━━━━━ Dataset records ━━━━━

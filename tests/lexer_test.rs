use proptest::prelude::*;

use printloop::lexer::{
    formatter::{BasicFormatter, LineFormatter, ToFormatter, TokenFormatter},
    Cursor, Lexer, Span, SpanIndex, SpanLength, TokenKind,
};

fn check(input: &str, expected: &str, test_name: &str) {
    let scanner = Lexer::new(input);
    let formatter: BasicFormatter = scanner.create_formatter();
    let mut buffer = String::new();
    for token in scanner {
        buffer.push_str(&formatter.format(&token));
        buffer.push('\n');
    }
    buffer.push_str(&formatter.format_eof());

    assert_eq!(buffer, expected, "Failed the test {test_name}");
}

#[test]
fn smoke_test() {
    check("", "EOF", "smoke");
}

#[test]
fn test_whitespace_only() {
    check(" \t\n\r\n  ", "EOF", "whitespace");
}

#[test]
fn test_keywords_and_words() {
    check(
        "PROGRAM FOR i FROM 1 TO -3 PRINTLN i END END",
        "KEYWORD PROGRAM\n\
         KEYWORD FOR\n\
         WORD i\n\
         KEYWORD FROM\n\
         WORD 1\n\
         KEYWORD TO\n\
         WORD -3\n\
         KEYWORD PRINTLN\n\
         WORD i\n\
         KEYWORD END\n\
         KEYWORD END\n\
         EOF",
        "keywords",
    );
}

#[test]
fn test_keywords_are_case_sensitive() {
    check(
        "program Println end",
        "WORD program\nWORD Println\nWORD end\nEOF",
        "case",
    );
}

#[test]
fn test_punctuation_stays_inside_words() {
    check(
        "start... i-j \"quoted words\"",
        "WORD start...\nWORD i-j\nWORD \"quoted\nWORD words\"\nEOF",
        "punctuation",
    );
}

#[test]
fn test_line_formatter() {
    let input = "PROGRAM\n  PRINTLN hi\nEND\n";
    let scanner = Lexer::new(input);
    let formatter: LineFormatter = scanner.create_formatter();
    let lines: Vec<String> = scanner.map(|token| formatter.format(&token)).collect();
    assert_eq!(
        lines,
        vec![
            "(1) KEYWORD PROGRAM",
            "(2) KEYWORD PRINTLN",
            "(2) WORD hi",
            "(3) KEYWORD END",
        ]
    );
    assert_eq!(formatter.format_eof(), "(4) EOF");
}

#[test]
#[cfg(target_pointer_width = "64")]
fn test_spans_address_offsets_past_four_gib() {
    let offset = u32::MAX as usize + 10;
    let span = Span {
        start: SpanIndex::from(offset),
        length: SpanLength::from(offset),
    };
    assert_eq!(span.start.to_usize(), offset);
    assert_eq!(usize::from(span.length), offset);
    assert_eq!(span.range(), offset..2 * offset);
    assert_eq!(span.end().to_usize(), 2 * offset);
}

#[test]
fn test_spans_point_into_source() {
    let input = "  PRINTLN\tnaïve  ";
    let mut scanner = Lexer::new(input);
    let first = scanner.next_token().expect("Two tokens in input");
    let second = scanner.next_token().expect("Two tokens in input");
    assert_eq!(scanner.next_token(), None);
    assert_eq!(scanner.get_lexeme(&first.span), Some("PRINTLN"));
    assert_eq!(scanner.get_lexeme(&second.span), Some("naïve"));
    assert_eq!(first.kind, TokenKind::KeywordPrintln);
    assert_eq!(second.kind, TokenKind::Word);
    assert_eq!(scanner.eof_span().range(), input.len()..input.len());
}

#[test]
fn test_cursor_starts_without_current_token() {
    let cursor = Cursor::new("PROGRAM END");
    assert_eq!(cursor.current(), None);
    assert!(!cursor.matches("PROGRAM"));
}

#[test]
fn test_cursor_advances_and_matches() {
    let mut cursor = Cursor::new("PROGRAM Program");

    let first = cursor.advance().expect("First token");
    assert_eq!(cursor.current(), Some(first));
    assert!(cursor.matches("PROGRAM"));
    assert!(cursor.is_at(TokenKind::KeywordProgram));
    assert!(!cursor.matches("PROGRAM "));

    cursor.advance();
    assert_eq!(cursor.current_lexeme(), Some("Program"));
    assert!(!cursor.matches("PROGRAM"));
    assert!(!cursor.is_at(TokenKind::KeywordProgram));
    assert!(!cursor.is_at(TokenKind::Word));

    assert_eq!(cursor.advance(), None);
    assert_eq!(cursor.current(), None);
    assert!(!cursor.matches("Program"));

    // Stays exhausted.
    assert_eq!(cursor.advance(), None);
}

fn keyword_strategy() -> impl Strategy<Value = String> {
    prop_oneof![
        Just("PROGRAM".to_string()),
        Just("END".to_string()),
        Just("FOR".to_string()),
        Just("FROM".to_string()),
        Just("TO".to_string()),
        Just("PRINTLN".to_string()),
    ]
}

fn word_strategy() -> impl Strategy<Value = String> {
    "[a-zA-Z0-9_.+-]{1,10}".prop_map(|s: String| s)
}

fn separator_strategy() -> impl Strategy<Value = String> {
    "[ \t\n\r]{1,4}".prop_map(|s: String| s)
}

fn token_sequence_strategy() -> impl Strategy<Value = Vec<String>> {
    const MIN_TOKEN_COUNT: usize = 0;
    const MAX_TOKEN_COUNT: usize = 100;
    prop::collection::vec(
        prop_oneof![keyword_strategy(), word_strategy()],
        MIN_TOKEN_COUNT..MAX_TOKEN_COUNT,
    )
}

proptest! {
    #[test]
    fn lexer_yields_one_token_per_word(
        words in token_sequence_strategy(),
        separators in prop::collection::vec(separator_strategy(), 101),
    ) {
        let mut input = separators[0].clone();
        for (word, separator) in words.iter().zip(separators[1..].iter()) {
            input.push_str(word);
            input.push_str(separator);
        }

        let scanner = Lexer::new(&input);
        let lexemes: Vec<&str> = scanner
            .clone()
            .map(|token| scanner.get_lexeme(&token.span).expect("Span is in bounds"))
            .collect();
        prop_assert_eq!(lexemes, words.iter().map(String::as_str).collect::<Vec<_>>());
    }

    #[test]
    fn keywords_are_classified(keyword in keyword_strategy()) {
        let kind = TokenKind::classify(&keyword);
        prop_assert_eq!(kind.keyword(), Some(keyword.as_str()));
    }

    #[test]
    fn words_are_not_keywords(word in "[a-z0-9]{1,10}") {
        prop_assert_eq!(TokenKind::classify(&word), TokenKind::Word);
    }
}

━━━━━

## Exercise:
The answer consists of the lines above that include the word "SpanIndex", each copied exactly.

## Result of this task:
    Cursor, Lexer, Span, SpanIndex, SpanLength, TokenKind,
        start: SpanIndex::from(offset),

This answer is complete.